Predicting the EQ-5D-3L Preference Index from the SF-12 Health Survey in a National US Sample

EQ-5D-3L

The EQ-5D-3L questionnaire is made of 2 components: a descriptive classification component and a Visual Analogue Scale (VAS). The EQ-5D-3L descriptive component consists of 5 domains of health: mobility, self-care, usual activities, pain and discomfort, and anxiety/depression. Each question has 3 possible answers that capture a respondent's ability to perform each of the 5 domains: no problems, some or moderate problems, and extreme problems or unable to perform the activity. The EQ-5D-3L describes a total of 3⁵ (i.e., 243) possible response patterns, each defining a “health state.” Perfect health is defined as having no problem in any of the 5 domains, while the worst possible state is being unable to perform any of the 5 activities. To transform the EQ-5D-3L descriptive system into a measure that represents preferences, each of the health states defined by the descriptive system is converted to a preference index using algorithms derived from valuation studies.
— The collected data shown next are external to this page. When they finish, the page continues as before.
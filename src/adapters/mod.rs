//! 适配器：每个外部工具集对应一个模块
//!
//! 所有适配器共享同一套生命周期（见 [`AdapterState`]），通过 [`AdapterCore`]
//! 访问配置注册表与数据目录。

pub mod base;
pub mod dragon;
pub mod dune;
pub mod ethereum;
pub mod gmgn;
pub mod manager;
pub mod sharp;
pub mod solana;
pub mod state;

pub use base::{
    enforce_container_settings, module_name_from_type_name, Adapter, AdapterCore, AdapterOptions,
    AdapterStatus,
};
pub use dragon::DragonAdapter;
pub use dune::DuneAdapter;
pub use ethereum::EthereumAdapter;
pub use gmgn::GmgnAdapter;
pub use manager::{cleanup_adapter, initialize_adapter, validate_adapter, AdapterManager, LifecycleReport};
pub use sharp::SharpAdapter;
pub use solana::SolanaAdapter;
pub use state::AdapterState;

use crate::infrastructure::container::{ContainerError, DiContainer, Lifecycle};

/// 把内置适配器注册为单例
///
/// 调用方需要事先注册 `ConfigRegistry` 实例。
pub fn register_all(container: &DiContainer) -> Result<(), ContainerError> {
    container.register_adapter::<GmgnAdapter>(Lifecycle::Singleton, None)?;
    container.register_adapter::<DragonAdapter>(Lifecycle::Singleton, None)?;
    container.register_adapter::<SolanaAdapter>(Lifecycle::Singleton, None)?;
    container.register_adapter::<EthereumAdapter>(Lifecycle::Singleton, None)?;
    container.register_adapter::<SharpAdapter>(Lifecycle::Singleton, None)?;
    container.register_adapter::<DuneAdapter>(Lifecycle::Singleton, None)?;
    tracing::debug!("Registered built-in adapters");
    Ok(())
}

#[cfg(test)]
mod tests {
    use super::*;
    use crate::config::{ConfigRegistry, RegistryOptions};
    use std::sync::Arc;

    #[test]
    fn test_register_all_shares_gmgn_singleton() {
        let dir = tempfile::tempdir().unwrap();
        let registry = ConfigRegistry::from_sources(
            RegistryOptions::test().with_config_dir(dir.path().join("config")),
            Vec::new(),
        )
        .unwrap();
        registry
            .set_config_value("data_dir", dir.path().join("data").to_string_lossy().into_owned(), false)
            .unwrap();

        let container = DiContainer::new(true, None);
        container.register_instance(Arc::new(registry)).unwrap();
        register_all(&container).unwrap();

        let dragon = container.resolve::<DragonAdapter>().unwrap();
        let gmgn = container.resolve::<GmgnAdapter>().unwrap();
        assert!(Arc::ptr_eq(dragon.gmgn(), &gmgn));
        assert!(dragon.core().test_mode());
        assert!(tokio_test::block_on(gmgn.initialize()).unwrap());
        assert!(dir.path().join("data/gmgn/token-info").is_dir());

        let modules: Vec<String> = container
            .resolve_all::<dyn Adapter>()
            .unwrap()
            .iter()
            .map(|adapter| adapter.module_name().to_string())
            .collect();
        assert_eq!(modules, vec!["gmgn", "dragon", "solana", "ethereum", "sharp", "dune"]);
    }
}
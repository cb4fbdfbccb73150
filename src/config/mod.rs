//! 配置管理
//!
//! 进程级注册表通过 `global_registry()` 访问，测试之间用 `reset_global_registry()` 清理。

pub mod defaults;
pub mod registry;
pub mod schema;

pub use registry::{ConfigMap, ConfigPath, ConfigRegistry, RegistryOptions};
pub use schema::{ConfigSchema, MigrationFn};

use crate::errors::ConfigError;
use lazy_static::lazy_static;
use parking_lot::Mutex;
use std::sync::Arc;

lazy_static! {
    static ref GLOBAL_REGISTRY: Mutex<Option<Arc<ConfigRegistry>>> = Mutex::new(None);
}

/// 获取全局注册表，首次调用时使用默认参数创建
pub fn global_registry() -> Result<Arc<ConfigRegistry>, ConfigError> {
    init_global_registry(RegistryOptions::default())
}

/// 首次调用时按 `options` 创建全局注册表，之后的调用忽略参数
pub fn init_global_registry(options: RegistryOptions) -> Result<Arc<ConfigRegistry>, ConfigError> {
    let mut slot = GLOBAL_REGISTRY.lock();
    if let Some(existing) = slot.as_ref() {
        return Ok(existing.clone());
    }
    let registry = Arc::new(ConfigRegistry::new(options)?);
    *slot = Some(registry.clone());
    Ok(registry)
}

/// 安装一个已构造的注册表，已有实例时保留原实例并返回它
pub fn install_global_registry(registry: Arc<ConfigRegistry>) -> Arc<ConfigRegistry> {
    let mut slot = GLOBAL_REGISTRY.lock();
    slot.get_or_insert(registry).clone()
}

pub fn reset_global_registry() {
    GLOBAL_REGISTRY.lock().take();
}
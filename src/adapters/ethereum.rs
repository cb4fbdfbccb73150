//! Ethereum 链上数据适配器

use super::base::{Adapter, AdapterCore, AdapterOptions};
use super::state::AdapterState;
use crate::config::{ConfigRegistry, ConfigSchema};
use crate::errors::AdapterError;
use crate::infrastructure::container::{ContainerError, DependencyMap, Injectable, InjectionContext};
use async_trait::async_trait;
use parking_lot::RwLock;
use semver::Version;
use serde::{Deserialize, Serialize};
use serde_json::json;
use std::sync::Arc;

pub const ETHERSCAN_API_KEY_VAR: &str = "ETHERSCAN_API_KEY";
pub const RPC_URL_VAR: &str = "ETHEREUM_RPC_URL";
const DATA_SUBDIRS: &[&str] = &["transaction-data", "wallet-data"];

#[derive(Debug, Clone, PartialEq, Serialize, Deserialize)]
#[serde(default)]
pub struct EthereumSettings {
    pub rpc_url: String,
    pub chain_id: u64,
    pub etherscan_api_url: String,
}

impl Default for EthereumSettings {
    fn default() -> Self {
        Self {
            rpc_url: "https://eth.llamarpc.com".to_string(),
            chain_id: 1,
            etherscan_api_url: "https://api.etherscan.io/api".to_string(),
        }
    }
}

fn config_schema() -> ConfigSchema {
    ConfigSchema::new(
        json!({
            "type": "object",
            "properties": {
                "rpc_url": {"type": "string", "minLength": 1},
                "chain_id": {"type": "integer", "minimum": 1},
                "etherscan_api_url": {"type": "string", "minLength": 1}
            }
        }),
        Version::new(1, 0, 0),
    )
    .with_required_env_vars([ETHERSCAN_API_KEY_VAR, RPC_URL_VAR])
}

pub struct EthereumAdapter {
    core: AdapterCore,
    settings: RwLock<Option<EthereumSettings>>,
    api_key: RwLock<Option<String>>,
}

impl EthereumAdapter {
    pub fn new(registry: Arc<ConfigRegistry>, options: AdapterOptions) -> Self {
        Self {
            core: AdapterCore::for_type::<Self>(registry, options),
            settings: RwLock::new(None),
            api_key: RwLock::new(None),
        }
    }

    /// 初始化后的设置，`rpc_url` 已应用环境变量
    pub fn settings(&self) -> Option<EthereumSettings> {
        self.settings.read().clone()
    }

    pub fn has_api_key(&self) -> bool {
        self.api_key.read().is_some()
    }

    /// `0x` 前缀加 40 位十六进制
    pub fn validate_address(address: &str) -> bool {
        address
            .strip_prefix("0x")
            .is_some_and(|hex| hex.len() == 40 && hex.chars().all(|c| c.is_ascii_hexdigit()))
    }
}

impl Injectable for EthereumAdapter {
    fn dependencies() -> DependencyMap {
        DependencyMap::new().with_dependency::<ConfigRegistry>("config_registry")
    }

    fn construct(ctx: &InjectionContext<'_>) -> Result<Self, ContainerError> {
        let registry = ctx.get::<ConfigRegistry>("config_registry")?;
        Ok(Self::new(registry, AdapterOptions::from_context(ctx)))
    }
}

#[async_trait]
impl Adapter for EthereumAdapter {
    fn core(&self) -> &AdapterCore {
        &self.core
    }

    fn core_mut(&mut self) -> &mut AdapterCore {
        &mut self.core
    }

    async fn initialize(&self) -> Result<bool, AdapterError> {
        self.core.set_state(AdapterState::Initializing, None)?;
        self.core.install_schema(config_schema())?;

        let mut settings: EthereumSettings = self.core.settings()?;
        if let Some(rpc_url) = self.core.credential(RPC_URL_VAR, false)? {
            settings.rpc_url = rpc_url;
        }
        let api_key = self.core.credential(ETHERSCAN_API_KEY_VAR, true)?;
        self.core.prepare_data_dirs(DATA_SUBDIRS)?;

        *self.settings.write() = Some(settings);
        *self.api_key.write() = api_key;
        self.core.set_state(AdapterState::Ready, None)?;
        Ok(true)
    }

    async fn validate(&self) -> Result<bool, AdapterError> {
        if !self.core.is_ready() {
            return Ok(false);
        }
        let Some(settings) = self.settings() else {
            return Ok(false);
        };
        let credentials_ok = self.core.test_mode() || self.has_api_key();
        Ok(credentials_ok && settings.chain_id > 0 && settings.rpc_url.starts_with("http"))
    }

    async fn cleanup(&self) -> Result<(), AdapterError> {
        if !self.core.begin_cleanup()? {
            return Ok(());
        }
        self.settings.write().take();
        self.api_key.write().take();
        self.core.set_state(AdapterState::CleanedUp, None)
    }
}

#[cfg(test)]
mod tests {
    use super::*;
    use crate::config::RegistryOptions;

    #[test]
    fn test_validate_address() {
        assert!(EthereumAdapter::validate_address(
            "0x52908400098527886E0F7030069857D2E4169EE7"
        ));
        assert!(!EthereumAdapter::validate_address(
            "52908400098527886E0F7030069857D2E4169EE7"
        ));
        assert!(!EthereumAdapter::validate_address(
            "0xZZ908400098527886E0F7030069857D2E4169EE7"
        ));
        assert!(!EthereumAdapter::validate_address("0x1234"));
    }

    #[tokio::test]
    async fn test_rpc_url_from_environment() {
        let dir = tempfile::tempdir().unwrap();
        let registry = Arc::new(
            ConfigRegistry::from_sources(
                RegistryOptions::test().with_config_dir(dir.path().join("config")),
                vec![
                    (RPC_URL_VAR.to_string(), "https://node.example.test".to_string()),
                    ("SOL_TOOLS_ETHEREUM__CHAIN_ID".to_string(), "5".to_string()),
                ],
            )
            .unwrap(),
        );
        let ethereum = EthereumAdapter::new(
            registry,
            AdapterOptions::test().with_data_dir(dir.path().join("data")),
        );

        assert!(ethereum.initialize().await.unwrap());
        let settings = ethereum.settings().unwrap();
        assert_eq!(settings.rpc_url, "https://node.example.test");
        assert_eq!(settings.chain_id, 5);
        assert!(!ethereum.has_api_key());
        assert!(ethereum.validate().await.unwrap());
        assert!(dir.path().join("data/ethereum/wallet-data").is_dir());
    }
}
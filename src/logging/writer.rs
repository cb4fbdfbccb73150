//! 日志输出：敏感信息脱敏与按大小轮转的日志文件

use lazy_static::lazy_static;
use parking_lot::Mutex;
use regex::{Captures, Regex, Replacer};
use std::borrow::Cow;
use std::fs::{self, File, OpenOptions};
use std::io::{self, Write};
use std::path::{Path, PathBuf};
use std::sync::Arc;
use tracing_subscriber::fmt::MakeWriter;

const MASK: &str = "********";

const API_KEY_PATTERN: &str = r#"(?i)(["']?(?:api[_-]?key|api[_-]?token|access[_-]?token|auth[_-]?token|bot[_-]?token)["']?\s*[:=]\s*["']?)([a-zA-Z0-9:_-]{16,128})"#;
const PRIVATE_KEY_PATTERN: &str = r#"(?i)(["']?(?:private[_-]?key|secret[_-]?key)["']?\s*[:=]\s*["']?)((?:0x)?[a-fA-F0-9]{32,128}|[1-9A-HJ-NP-Za-km-z]{64,128})"#;
const JWT_PATTERN: &str = r"eyJ[a-zA-Z0-9_-]{5,}\.eyJ[a-zA-Z0-9_-]{5,}\.[a-zA-Z0-9_-]{5,}";
const PASSWORD_PATTERN: &str = r#"(?i)(["']?(?:password|passwd)["']?\s*[:=]\s*["']?)([^"'\s,}]{3,})"#;

struct SensitivePatterns {
    api_key: Regex,
    private_key: Regex,
    jwt: Regex,
    password: Regex,
}

impl SensitivePatterns {
    fn compile() -> Result<Self, regex::Error> {
        Ok(Self {
            api_key: Regex::new(API_KEY_PATTERN)?,
            private_key: Regex::new(PRIVATE_KEY_PATTERN)?,
            jwt: Regex::new(JWT_PATTERN)?,
            password: Regex::new(PASSWORD_PATTERN)?,
        })
    }
}

lazy_static! {
    static ref PATTERNS: Option<SensitivePatterns> = SensitivePatterns::compile().ok();
}

fn replace_owned<R: Replacer>(pattern: &Regex, text: &str, replacement: R) -> Option<String> {
    match pattern.replace_all(text, replacement) {
        Cow::Owned(replaced) => Some(replaced),
        Cow::Borrowed(_) => None,
    }
}

/// 遮盖 API key、token、JWT、私钥和密码，没有匹配时不分配内存
pub fn redact(line: &str) -> Cow<'_, str> {
    let Some(patterns) = PATTERNS.as_ref() else {
        return Cow::Borrowed(line);
    };
    let mask_value = |caps: &Captures<'_>| format!("{}{}", &caps[1], MASK);

    let mut text = Cow::Borrowed(line);
    for pattern in [&patterns.api_key, &patterns.private_key] {
        if let Some(masked) = replace_owned(pattern, &text, mask_value) {
            text = Cow::Owned(masked);
        }
    }
    if let Some(masked) = replace_owned(&patterns.jwt, &text, MASK) {
        text = Cow::Owned(masked);
    }
    let mask_password =
        |caps: &Captures<'_>| format!("{}{}", &caps[1], "*".repeat(caps[2].chars().count()));
    if let Some(masked) = replace_owned(&patterns.password, &text, mask_password) {
        text = Cow::Owned(masked);
    }
    text
}

/// 包装任意 `MakeWriter`，写出前先脱敏
#[derive(Debug, Clone)]
pub struct Redacting<M> {
    inner: M,
}

impl<M> Redacting<M> {
    pub fn new(inner: M) -> Self {
        Self { inner }
    }
}

impl<'a, M> MakeWriter<'a> for Redacting<M>
where
    M: MakeWriter<'a>,
{
    type Writer = RedactingWriter<M::Writer>;

    fn make_writer(&'a self) -> Self::Writer {
        RedactingWriter {
            inner: self.inner.make_writer(),
        }
    }
}

/// fmt 层每个事件整体写入一次，因此按次脱敏即可
pub struct RedactingWriter<W> {
    inner: W,
}

impl<W: Write> Write for RedactingWriter<W> {
    fn write(&mut self, buf: &[u8]) -> io::Result<usize> {
        let text = String::from_utf8_lossy(buf);
        self.inner.write_all(redact(&text).as_bytes())?;
        Ok(buf.len())
    }

    fn flush(&mut self) -> io::Result<()> {
        self.inner.flush()
    }
}

struct RotatingFile {
    path: PathBuf,
    max_size: u64,
    max_files: usize,
    file: File,
    size: u64,
}

impl RotatingFile {
    fn backup_path(&self, index: usize) -> PathBuf {
        let mut name = self.path.file_name().unwrap_or_default().to_os_string();
        name.push(format!(".{index}"));
        self.path.with_file_name(name)
    }

    /// `app.log` → `app.log.1` → `app.log.2` ...，超出 `max_files` 的备份被丢弃
    fn rotate(&mut self) -> io::Result<()> {
        self.file.flush()?;
        if self.max_files > 0 {
            let oldest = self.backup_path(self.max_files);
            if oldest.exists() {
                fs::remove_file(&oldest)?;
            }
            for index in (1..self.max_files).rev() {
                let from = self.backup_path(index);
                if from.exists() {
                    fs::rename(&from, self.backup_path(index + 1))?;
                }
            }
            fs::rename(&self.path, self.backup_path(1))?;
        }
        self.file = OpenOptions::new()
            .create(true)
            .write(true)
            .truncate(true)
            .open(&self.path)?;
        self.size = 0;
        Ok(())
    }
}

/// 按大小轮转的日志文件，克隆的句柄共享同一个文件
#[derive(Clone)]
pub struct RotatingFileWriter {
    inner: Arc<Mutex<RotatingFile>>,
}

impl RotatingFileWriter {
    /// 以追加方式打开，必要时创建父目录
    pub fn open(path: impl AsRef<Path>, max_size: u64, max_files: usize) -> io::Result<Self> {
        let path = path.as_ref().to_path_buf();
        if let Some(parent) = path.parent().filter(|p| !p.as_os_str().is_empty()) {
            fs::create_dir_all(parent)?;
        }
        let file = OpenOptions::new().create(true).append(true).open(&path)?;
        let size = file.metadata()?.len();
        Ok(Self {
            inner: Arc::new(Mutex::new(RotatingFile {
                path,
                max_size,
                max_files,
                file,
                size,
            })),
        })
    }

    pub fn path(&self) -> PathBuf {
        self.inner.lock().path.clone()
    }
}

impl Write for RotatingFileWriter {
    fn write(&mut self, buf: &[u8]) -> io::Result<usize> {
        let mut file = self.inner.lock();
        if file.size > 0 && file.size >= file.max_size {
            file.rotate()?;
        }
        let written = file.file.write(buf)?;
        file.size += written as u64;
        Ok(written)
    }

    fn flush(&mut self) -> io::Result<()> {
        self.inner.lock().file.flush()
    }
}

impl<'a> MakeWriter<'a> for RotatingFileWriter {
    type Writer = RotatingFileWriter;

    fn make_writer(&'a self) -> Self::Writer {
        self.clone()
    }
}

#[cfg(test)]
mod tests {
    use super::*;

    #[test]
    fn test_redact_masks_credentials() {
        let line = r#"{"fields":{"api_key":"0123456789abcdef0123456789abcdef","module":"dune"}}"#;
        let masked = redact(line);
        assert!(!masked.contains("0123456789abcdef"));
        assert!(masked.contains(r#""api_key":"********""#));
        assert!(masked.contains("dune"));

        assert_eq!(
            redact("SOLSCAN_API_KEY=abcdefghijklmnopqrstuvwxyz123456"),
            "SOLSCAN_API_KEY=********"
        );
        assert_eq!(redact("password: hunter22 ok"), "password: ******** ok");
        assert_eq!(
            redact("token eyJhbGciOi.eyJzdWIiOi.c2lnbmF0dXJl done"),
            "token ******** done"
        );
        assert_eq!(
            redact(&format!("private_key={}", "ab".repeat(32))),
            "private_key=********"
        );
    }

    #[test]
    fn test_patterns_compile() {
        assert!(PATTERNS.is_some());
    }

    #[test]
    fn test_redact_leaves_plain_lines_borrowed() {
        let line = "Adapter state changed module=dune from=initializing to=ready";
        assert!(matches!(redact(line), Cow::Borrowed(_)));
    }

    #[test]
    fn test_rotation_keeps_limited_backups() {
        let dir = tempfile::tempdir().unwrap();
        let path = dir.path().join("logs/sol_tools.log");
        let mut writer = RotatingFileWriter::open(&path, 32, 2).unwrap();

        for i in 0..4 {
            writer.write_all(format!("line {i} {}\n", "x".repeat(30)).as_bytes()).unwrap();
        }
        writer.flush().unwrap();

        let current = fs::read_to_string(&path).unwrap();
        assert!(current.starts_with("line 3"));
        assert!(fs::read_to_string(dir.path().join("logs/sol_tools.log.1"))
            .unwrap()
            .starts_with("line 2"));
        assert!(fs::read_to_string(dir.path().join("logs/sol_tools.log.2"))
            .unwrap()
            .starts_with("line 1"));
        assert!(!dir.path().join("logs/sol_tools.log.3").exists());
    }

    #[test]
    fn test_reopen_appends_to_existing_file() {
        let dir = tempfile::tempdir().unwrap();
        let path = dir.path().join("app.log");
        fs::write(&path, "earlier\n").unwrap();

        let mut writer = RotatingFileWriter::open(&path, 1024, 1).unwrap();
        writer.write_all(b"later\n").unwrap();
        assert_eq!(fs::read_to_string(&path).unwrap(), "earlier\nlater\n");
        assert_eq!(writer.path(), path);
    }
}
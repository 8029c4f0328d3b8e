use serde::Deserialize;
use std::collections::HashSet;
use std::path::{Path, PathBuf};
use anyhow::{Result, Context};
use tracing::{debug, warn};

use super::{Graph, Target, DEFAULT_OUTPUT_ROOT};

/// Supplies the graph the resolver walks. The core never touches raw metadata
/// formats; everything behind this trait is the loader's business.
pub trait GraphLoader {
    fn load_graph(&self, roots: &[String]) -> Result<Graph>;
}

/// One manifest file: an optional output root and a `[[target]]` array.
#[derive(Debug, Clone, Deserialize)]
pub struct GraphManifest {
    pub output_root: Option<String>,
    #[serde(rename = "target", default)]
    pub targets: Vec<Target>,
}

/// Loads a graph from a TOML or JSON manifest, or from every manifest below a
/// directory.
#[derive(Debug, Clone)]
pub struct ManifestLoader {
    path: PathBuf,
}

impl ManifestLoader {
    pub fn new(path: impl Into<PathBuf>) -> Self {
        Self { path: path.into() }
    }

    pub fn path(&self) -> &Path {
        &self.path
    }

    /// Parse a single manifest file
    pub fn parse_manifest<P: AsRef<Path>>(path: P) -> Result<GraphManifest> {
        let path_ref = path.as_ref();

        if !path_ref.exists() {
            return Err(anyhow::anyhow!("Graph manifest not found: {}", path_ref.display()));
        }

        let content = std::fs::read_to_string(path_ref)
            .with_context(|| format!("Failed to read graph manifest: {}", path_ref.display()))?;

        if content.trim().is_empty() {
            return Err(anyhow::anyhow!("Graph manifest is empty: {}", path_ref.display()));
        }

        let is_json = path_ref.extension().map_or(false, |ext| ext == "json");
        let manifest: GraphManifest = if is_json {
            serde_json::from_str(&content)
                .with_context(|| format!("Failed to parse graph manifest as JSON: {}", path_ref.display()))?
        } else {
            toml::from_str(&content)
                .with_context(|| format!("Failed to parse graph manifest as TOML: {}", path_ref.display()))?
        };

        if manifest.targets.is_empty() {
            warn!("Graph manifest contains no targets: {}", path_ref.display());
        }

        Ok(manifest)
    }

    /// Manifest files below `dir`, sorted so the merged graph does not depend on
    /// directory iteration order.
    pub fn find_manifests(dir: &Path) -> Result<Vec<PathBuf>> {
        let base = glob::Pattern::escape(&dir.to_string_lossy());
        let mut found = Vec::new();

        for ext in ["toml", "json"] {
            let pattern = format!("{}/**/*.{}", base, ext);
            for entry in glob::glob(&pattern).with_context(|| format!("Invalid manifest pattern: {}", pattern))? {
                let path = entry.with_context(|| format!("Failed to scan {}", dir.display()))?;
                if path.is_file() {
                    found.push(path);
                }
            }
        }

        found.sort();
        Ok(found)
    }

    /// Merge manifests into one graph. Duplicate target ids are rejected.
    pub fn merge(manifests: Vec<(PathBuf, GraphManifest)>) -> Result<Graph> {
        let mut output_root: Option<String> = None;
        let mut seen = HashSet::new();
        let mut targets = Vec::new();

        for (path, manifest) in manifests {
            if let Some(root) = manifest.output_root {
                match &output_root {
                    Some(existing) if existing != &root => {
                        return Err(anyhow::anyhow!(
                            "Conflicting output_root in {}: '{}' (already '{}')",
                            path.display(), root, existing
                        ));
                    }
                    _ => output_root = Some(root),
                }
            }

            for target in manifest.targets {
                if target.id.trim().is_empty() {
                    warn!("Skipping target with empty id in {}", path.display());
                    continue;
                }
                if target.install_name.trim().is_empty() {
                    warn!("Skipping target '{}' with empty install_name", target.id);
                    continue;
                }
                if !seen.insert(target.id.clone()) {
                    return Err(anyhow::anyhow!(
                        "Duplicate target '{}' in {}", target.id, path.display()
                    ));
                }
                targets.push(target);
            }
        }

        let output_root = output_root.unwrap_or_else(|| DEFAULT_OUTPUT_ROOT.to_string());
        Ok(Graph::from_targets(output_root, targets))
    }
}

impl GraphLoader for ManifestLoader {
    fn load_graph(&self, roots: &[String]) -> Result<Graph> {
        let files = if self.path.is_dir() {
            let files = Self::find_manifests(&self.path)?;
            if files.is_empty() {
                return Err(anyhow::anyhow!("No graph manifests found under {}", self.path.display()));
            }
            files
        } else {
            vec![self.path.clone()]
        };

        let mut manifests = Vec::with_capacity(files.len());
        for file in files {
            let manifest = Self::parse_manifest(&file)?;
            manifests.push((file, manifest));
        }

        let graph = Self::merge(manifests)?;
        debug!(
            targets = graph.len(),
            roots = roots.len(),
            "Loaded graph from {}",
            self.path.display()
        );
        Ok(graph)
    }
}
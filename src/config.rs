use serde::{Deserialize, Serialize};
use std::fs;
use std::path::{Path, PathBuf};
use anyhow::{Context, Result};
use tracing::debug;

pub const CONFIG_FILE: &str = "textnotice.toml";

#[derive(Debug, Clone, PartialEq, Serialize, Deserialize)]
#[serde(deny_unknown_fields)]
pub struct Config {
    /// Output format (text, json)
    pub format: Option<String>,

    /// Title line printed before the first section
    pub title: Option<String>,

    /// Prefixes removed from rendered install paths
    pub strip_prefix: Option<Vec<String>>,

    /// Directory license text paths are relative to
    pub text_root: Option<PathBuf>,
}

impl Default for Config {
    fn default() -> Self {
        Self {
            format: Some("text".to_string()),
            title: None,
            strip_prefix: None,
            text_root: None,
        }
    }
}

impl Config {
    pub fn validate(&self) -> Result<()> {
        match self.format.as_deref() {
            None | Some("text") | Some("json") => {}
            Some(other) => anyhow::bail!("Unknown format '{}' (expected text or json)", other),
        }

        if let Some(prefixes) = &self.strip_prefix {
            if prefixes.iter().any(|p| p.trim().is_empty()) {
                anyhow::bail!("strip_prefix entries must not be empty");
            }
        }

        Ok(())
    }
}

/// Load configuration from `textnotice.toml` in the current directory
pub fn load_config() -> Result<Config> {
    let current_dir = std::env::current_dir().unwrap_or_else(|_| PathBuf::from("."));
    load_config_from(&current_dir)
}

/// Load `textnotice.toml` from `dir`; defaults when the file is absent.
pub fn load_config_from(dir: &Path) -> Result<Config> {
    let config_path = dir.join(CONFIG_FILE);

    if !config_path.exists() {
        return Ok(Config::default());
    }

    load_config_file(&config_path)
}

/// Load an explicitly named configuration file, which must exist.
pub fn load_config_file(path: &Path) -> Result<Config> {
    let content = fs::read_to_string(path)
        .with_context(|| format!("Failed to read {}", path.display()))?;

    let config: Config = toml::from_str(&content)
        .with_context(|| format!("Failed to parse {}", path.display()))?;

    config.validate()
        .with_context(|| format!("Invalid configuration in {}", path.display()))?;

    debug!("Loaded configuration from {}", path.display());
    Ok(config)
}
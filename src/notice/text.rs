use rayon::prelude::*;
use std::collections::HashMap;
use std::path::Path;
use tracing::debug;

use super::Section;
use crate::error::{NoticeError, Result};
use crate::resolve::NoticeKey;

/// License text bodies keyed by their source-relative path.
#[derive(Debug, Clone, Default)]
pub struct LicenseTexts {
    texts: HashMap<String, String>,
}

impl LicenseTexts {
    pub fn new() -> Self {
        Self::default()
    }

    pub fn insert(&mut self, key: impl Into<String>, text: impl Into<String>) {
        self.texts.insert(key.into(), text.into());
    }

    pub fn get(&self, notice: &NoticeKey) -> Option<&str> {
        notice
            .text
            .as_deref()
            .and_then(|key| self.texts.get(key))
            .map(String::as_str)
    }

    pub fn len(&self) -> usize {
        self.texts.len()
    }

    pub fn is_empty(&self) -> bool {
        self.texts.is_empty()
    }

    /// Read the text of every section that names one, relative to `root`.
    pub fn load(root: &Path, sections: &[Section]) -> Result<Self> {
        let mut keys: Vec<&str> = sections
            .iter()
            .filter_map(|s| s.notice.text.as_deref())
            .collect();
        keys.sort_unstable();
        keys.dedup();

        let loaded = keys
            .par_iter()
            .map(|key| {
                let path = root.join(key);
                std::fs::read_to_string(&path)
                    .map(|text| (key.to_string(), text))
                    .map_err(|source| NoticeError::LicenseText { path, source })
            })
            .collect::<Result<Vec<_>>>()?;

        debug!(texts = loaded.len(), "Loaded license texts from {}", root.display());
        Ok(Self {
            texts: loaded.into_iter().collect(),
        })
    }
}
In the US, the valuation study sample represented the civilian noninstitutionalized population. ²

Figure 1 shows the distribution of the EQ-5D-3L preference index using the MEPS 2000 data (described below) for selected age groups and medical conditions. Several characteristics of the distribution are worth nothing. First, a large proportion of individuals (43.65%) have an EQ-5D-3L index of 1 (Panel A), indicating preferences for perfect health. The proportion of individuals in perfect health decreases with age, as shown in Panels B to E, and for those individuals who have a self-reported medical condition, Panels F to I. Second, the distribution exhibits 3 modes, at approximately 0.17, 0.75, and 1 (Panel A). The location of the modes differs according to the characteristics of the sample, particularly the number and severity of comorbid conditions. Finally, the range of possible EQ-5D scores is limited. The lowest possible score is –0.594 and the highest is 1.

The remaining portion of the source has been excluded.